An Istanbul court sentenced the head of Turkey’s largest physicians’ union to nearly three years in prison on terrorism-related charges in a case rights defenders denounced as an effort to gag the government’s critics.
Judges in Istanbul found Şebnem Korur Fincancı, a medical doctor and prominent human rights activist, guilty of propagandising for a terrorist organisation when she called for an independent investigation into claims the Turkish military had used chemical weapons against Kurdish militants. Turkey has said it does not possess such ammunitions.
Fincancı, 63, was set to be released from jail on Wednesday during her appeal against the verdict. Her lawyer said she may be able to avoid further jail time even if the ruling stands after she was held in custody for nearly three months during the trial.
The Standing Committee of European Doctors, which represents the continent’s medical associations, said it was “appalled” by the ruling. “The verdict confirms our grave concern over the continued judicial harassment of doctors in Turkey,” its president Christiaan Keijzer said in a statement.

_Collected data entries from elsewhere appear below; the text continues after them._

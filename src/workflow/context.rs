use crate::component::Component;
use crate::config::ConfigLayer;
use crate::manifest::{load_manifest, SetupManifest};
use crate::ocean;
use crate::paths::WorkDirPaths;
use anyhow::{anyhow, Context, Result};
use std::path::{Path, PathBuf};
use tracing::warn;

/// A work dir that `setup` has already populated.
pub(crate) struct WorkContext {
    pub(crate) paths: WorkDirPaths,
    pub(crate) manifest: SetupManifest,
}

impl WorkContext {
    pub(crate) fn load(work_dir: &Path) -> Result<Self> {
        let root = canonical_work_dir(work_dir)?;
        let paths = WorkDirPaths::new(root);
        if !paths.manifest_path().is_file() {
            return Err(anyhow!(
                "missing setup manifest at {} (run `otask setup --work-dir {}` first)",
                paths.manifest_path().display(),
                paths.root().display()
            ));
        }
        let manifest = load_manifest(&paths)
            .with_context(|| format!("load {}", paths.manifest_path().display()))?;
        Ok(Self { paths, manifest })
    }

    /// The user config recorded at setup, if it is still on disk.
    pub(crate) fn user_config(&self) -> Result<Option<ConfigLayer>> {
        let Some(path) = self.manifest.user_config.as_deref() else {
            return Ok(None);
        };
        if !path.is_file() {
            warn!(path = %path.display(), "user config recorded at setup is gone");
            return Ok(None);
        }
        load_user_config(path).map(Some)
    }
}

pub(crate) fn canonical_work_dir(work_dir: &Path) -> Result<PathBuf> {
    work_dir
        .canonicalize()
        .with_context(|| format!("resolve work dir {}", work_dir.display()))
}

pub(crate) fn load_user_config(path: &Path) -> Result<ConfigLayer> {
    let mut layer = ConfigLayer::new(path.display().to_string());
    layer
        .add_from_file(path)
        .with_context(|| format!("load user config {}", path.display()))?;
    Ok(layer)
}

pub(crate) fn build_component() -> Result<Component> {
    ocean::build_component().context("register ocean tasks")
}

Fincancı is president of the Turkish Medical Association (TTB), a non-governmental organisation that represents most of the country’s doctors. Prosecutors are seeking her and other executives’ removal from the helm of the TTB in a separate case.
Human Rights Watch has said the cases signalled the willingness of President Recep Tayyip Erdoğan’s government to use the judiciary “to seize control of institutions that it wants to silence” ahead of parliamentary and presidential elections due in June.
Fincancı has been repeatedly detained in recent years over her activism. The latest charges were lodged after the forensic medicine expert told the pro-Kurdish outlet Medya Haber TV that video footage she had examined suggested toxic gases had been used against members of the armed Kurdistan Workers party, or PKK, in northern Iraq. The PKK is listed as a terrorist organisation by Turkey, the US and the EU.
During the trial, Fincancı denied her remarks were propaganda, saying she had expressed her medical opinion. Erdoğan in October accused her of “speaking the language of a terrorist organisation” and the defence ministry said claims that Turkey had chemical weapons were “baseless”.
“Our armed forces do not use ammunition prohibited by international law and conventions. This type of ammunition is not in the inventory of the Turkish Armed Forces,” the ministry said in October.
Turkish security forces have been battling the autonomy-seeking PKK since 1984, with more than 40,000 people killed during the conflict. Fighting inside Turkey has largely ceased, but the military regularly conducts cross-border operations into northern Iraq, where the group is based, and Syria, where a PKK-affiliated militia operates.